**Task inputs:**
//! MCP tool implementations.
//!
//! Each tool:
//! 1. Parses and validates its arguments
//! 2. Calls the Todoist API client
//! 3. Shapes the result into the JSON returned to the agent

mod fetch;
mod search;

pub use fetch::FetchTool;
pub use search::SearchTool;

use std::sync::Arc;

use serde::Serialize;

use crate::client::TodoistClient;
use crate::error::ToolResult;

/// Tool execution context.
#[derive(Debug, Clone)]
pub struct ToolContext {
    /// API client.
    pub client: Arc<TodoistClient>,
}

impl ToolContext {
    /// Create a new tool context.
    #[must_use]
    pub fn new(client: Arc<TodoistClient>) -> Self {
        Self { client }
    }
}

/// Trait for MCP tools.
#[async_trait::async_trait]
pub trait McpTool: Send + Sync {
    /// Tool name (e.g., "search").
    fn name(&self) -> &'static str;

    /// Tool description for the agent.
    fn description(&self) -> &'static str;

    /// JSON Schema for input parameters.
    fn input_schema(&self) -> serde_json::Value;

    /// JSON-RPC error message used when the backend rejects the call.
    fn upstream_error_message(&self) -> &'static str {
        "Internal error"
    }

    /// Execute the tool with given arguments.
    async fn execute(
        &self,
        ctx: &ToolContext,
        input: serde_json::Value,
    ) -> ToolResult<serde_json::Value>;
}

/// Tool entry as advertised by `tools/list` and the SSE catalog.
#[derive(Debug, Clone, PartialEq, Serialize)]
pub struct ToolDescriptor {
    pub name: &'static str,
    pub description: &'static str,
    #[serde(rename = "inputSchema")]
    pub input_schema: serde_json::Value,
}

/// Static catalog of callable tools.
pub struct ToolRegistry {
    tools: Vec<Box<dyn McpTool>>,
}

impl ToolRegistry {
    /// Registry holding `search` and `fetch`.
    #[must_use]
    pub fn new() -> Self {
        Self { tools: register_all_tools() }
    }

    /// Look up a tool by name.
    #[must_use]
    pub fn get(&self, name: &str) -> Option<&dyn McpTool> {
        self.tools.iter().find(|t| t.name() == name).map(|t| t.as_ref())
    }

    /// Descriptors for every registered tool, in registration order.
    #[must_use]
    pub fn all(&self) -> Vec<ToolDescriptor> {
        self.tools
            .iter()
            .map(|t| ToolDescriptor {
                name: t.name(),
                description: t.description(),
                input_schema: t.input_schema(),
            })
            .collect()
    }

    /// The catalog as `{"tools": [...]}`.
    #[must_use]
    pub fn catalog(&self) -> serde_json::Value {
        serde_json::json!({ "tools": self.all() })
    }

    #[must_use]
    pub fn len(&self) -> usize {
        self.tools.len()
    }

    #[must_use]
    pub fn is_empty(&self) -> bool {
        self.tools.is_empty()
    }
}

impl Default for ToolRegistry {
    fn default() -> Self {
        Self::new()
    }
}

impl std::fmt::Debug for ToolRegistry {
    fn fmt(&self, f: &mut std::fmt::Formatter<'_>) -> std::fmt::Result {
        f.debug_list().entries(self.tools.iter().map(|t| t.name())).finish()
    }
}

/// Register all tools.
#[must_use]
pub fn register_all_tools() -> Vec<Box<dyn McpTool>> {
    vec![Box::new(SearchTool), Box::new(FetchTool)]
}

* * *

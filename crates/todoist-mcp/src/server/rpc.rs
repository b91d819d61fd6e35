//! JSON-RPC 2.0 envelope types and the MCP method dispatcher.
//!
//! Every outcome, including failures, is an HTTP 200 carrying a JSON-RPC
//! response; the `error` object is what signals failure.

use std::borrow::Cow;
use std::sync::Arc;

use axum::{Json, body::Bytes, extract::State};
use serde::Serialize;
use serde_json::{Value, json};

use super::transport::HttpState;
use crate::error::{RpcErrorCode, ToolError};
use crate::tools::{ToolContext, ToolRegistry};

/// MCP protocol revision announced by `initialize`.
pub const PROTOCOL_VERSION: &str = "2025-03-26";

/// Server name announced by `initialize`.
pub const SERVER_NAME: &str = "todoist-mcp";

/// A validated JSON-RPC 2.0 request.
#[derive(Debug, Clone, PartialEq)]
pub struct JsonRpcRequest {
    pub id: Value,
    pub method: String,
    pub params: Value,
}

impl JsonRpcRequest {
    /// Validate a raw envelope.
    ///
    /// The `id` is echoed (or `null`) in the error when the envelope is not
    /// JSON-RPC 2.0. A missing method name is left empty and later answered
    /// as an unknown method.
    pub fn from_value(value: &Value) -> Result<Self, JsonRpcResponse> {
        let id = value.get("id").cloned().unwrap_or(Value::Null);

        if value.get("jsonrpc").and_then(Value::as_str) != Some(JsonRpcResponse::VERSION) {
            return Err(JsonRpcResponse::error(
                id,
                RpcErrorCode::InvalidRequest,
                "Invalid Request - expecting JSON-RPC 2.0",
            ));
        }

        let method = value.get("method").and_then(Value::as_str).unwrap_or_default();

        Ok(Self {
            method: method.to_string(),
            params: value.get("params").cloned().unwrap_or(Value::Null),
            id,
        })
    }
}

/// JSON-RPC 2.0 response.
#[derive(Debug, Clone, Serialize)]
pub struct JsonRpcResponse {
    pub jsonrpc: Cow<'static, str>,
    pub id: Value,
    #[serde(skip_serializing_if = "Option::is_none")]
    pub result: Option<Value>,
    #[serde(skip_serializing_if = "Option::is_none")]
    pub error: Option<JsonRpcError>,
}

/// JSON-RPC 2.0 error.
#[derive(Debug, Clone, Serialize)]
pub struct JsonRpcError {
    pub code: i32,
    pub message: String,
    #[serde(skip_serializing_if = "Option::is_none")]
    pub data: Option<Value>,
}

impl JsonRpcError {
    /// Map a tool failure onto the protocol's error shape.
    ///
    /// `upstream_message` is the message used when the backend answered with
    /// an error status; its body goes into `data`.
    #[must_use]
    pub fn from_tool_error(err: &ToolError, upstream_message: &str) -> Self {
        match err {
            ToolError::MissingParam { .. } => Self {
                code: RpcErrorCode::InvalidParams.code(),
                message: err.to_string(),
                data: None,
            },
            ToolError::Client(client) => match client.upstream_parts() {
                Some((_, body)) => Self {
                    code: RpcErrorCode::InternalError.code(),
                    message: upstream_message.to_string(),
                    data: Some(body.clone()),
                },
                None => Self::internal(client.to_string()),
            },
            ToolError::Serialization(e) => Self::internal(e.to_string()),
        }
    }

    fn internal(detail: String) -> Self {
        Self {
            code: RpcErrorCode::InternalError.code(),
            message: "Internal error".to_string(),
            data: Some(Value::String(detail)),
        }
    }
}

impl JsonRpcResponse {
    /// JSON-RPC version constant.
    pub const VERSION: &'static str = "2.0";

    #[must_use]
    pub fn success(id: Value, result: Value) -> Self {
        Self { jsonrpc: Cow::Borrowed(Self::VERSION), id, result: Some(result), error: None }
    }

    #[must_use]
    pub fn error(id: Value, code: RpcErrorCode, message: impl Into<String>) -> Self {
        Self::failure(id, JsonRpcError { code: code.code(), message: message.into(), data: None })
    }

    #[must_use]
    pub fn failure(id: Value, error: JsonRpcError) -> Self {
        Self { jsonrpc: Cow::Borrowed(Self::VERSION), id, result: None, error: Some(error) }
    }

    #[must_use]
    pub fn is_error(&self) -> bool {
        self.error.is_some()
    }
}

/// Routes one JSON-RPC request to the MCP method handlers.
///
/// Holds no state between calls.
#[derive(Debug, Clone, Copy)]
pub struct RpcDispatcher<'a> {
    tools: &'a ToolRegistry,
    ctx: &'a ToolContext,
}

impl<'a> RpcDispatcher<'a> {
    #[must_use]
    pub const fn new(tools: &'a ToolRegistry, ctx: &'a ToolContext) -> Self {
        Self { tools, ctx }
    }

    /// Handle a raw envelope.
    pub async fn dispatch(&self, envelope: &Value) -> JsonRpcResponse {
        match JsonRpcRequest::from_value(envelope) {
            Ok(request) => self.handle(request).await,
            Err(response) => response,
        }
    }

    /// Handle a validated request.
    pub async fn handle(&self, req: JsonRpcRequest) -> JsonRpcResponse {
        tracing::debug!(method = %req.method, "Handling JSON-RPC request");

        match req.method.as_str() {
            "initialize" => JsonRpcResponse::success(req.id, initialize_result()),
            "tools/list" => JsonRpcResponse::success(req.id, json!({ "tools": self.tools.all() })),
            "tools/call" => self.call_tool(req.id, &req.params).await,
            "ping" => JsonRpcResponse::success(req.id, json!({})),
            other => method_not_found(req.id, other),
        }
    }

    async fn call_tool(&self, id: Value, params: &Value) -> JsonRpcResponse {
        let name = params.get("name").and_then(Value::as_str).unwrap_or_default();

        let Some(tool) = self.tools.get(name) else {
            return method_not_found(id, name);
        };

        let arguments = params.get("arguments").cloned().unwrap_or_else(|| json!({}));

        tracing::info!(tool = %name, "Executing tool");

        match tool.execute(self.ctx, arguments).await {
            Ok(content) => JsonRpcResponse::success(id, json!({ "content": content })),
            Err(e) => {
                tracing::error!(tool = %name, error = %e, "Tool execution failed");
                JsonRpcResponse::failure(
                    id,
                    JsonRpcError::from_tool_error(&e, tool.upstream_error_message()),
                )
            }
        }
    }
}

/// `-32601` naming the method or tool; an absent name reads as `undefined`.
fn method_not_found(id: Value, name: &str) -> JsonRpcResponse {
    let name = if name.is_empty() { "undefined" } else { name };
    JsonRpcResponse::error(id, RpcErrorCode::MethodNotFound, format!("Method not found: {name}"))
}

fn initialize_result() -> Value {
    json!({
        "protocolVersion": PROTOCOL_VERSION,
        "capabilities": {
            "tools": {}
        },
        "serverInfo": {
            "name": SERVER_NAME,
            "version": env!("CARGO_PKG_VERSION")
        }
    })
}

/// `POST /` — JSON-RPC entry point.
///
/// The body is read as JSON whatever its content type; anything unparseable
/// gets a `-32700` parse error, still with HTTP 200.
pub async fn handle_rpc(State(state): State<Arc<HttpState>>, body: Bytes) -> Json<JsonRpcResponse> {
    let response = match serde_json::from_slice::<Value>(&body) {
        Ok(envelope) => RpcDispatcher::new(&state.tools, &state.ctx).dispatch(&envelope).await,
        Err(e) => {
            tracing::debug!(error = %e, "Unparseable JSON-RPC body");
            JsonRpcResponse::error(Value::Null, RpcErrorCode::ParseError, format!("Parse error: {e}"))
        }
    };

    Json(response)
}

**What you should do:**
Where in the listing does the string "JsonRpcRequest" appear? Copy every line that has it.

**Written reply:**
pub struct JsonRpcRequest {
impl JsonRpcRequest {
        match JsonRpcRequest::from_value(envelope) {
    pub async fn handle(&self, req: JsonRpcRequest) -> JsonRpcResponse {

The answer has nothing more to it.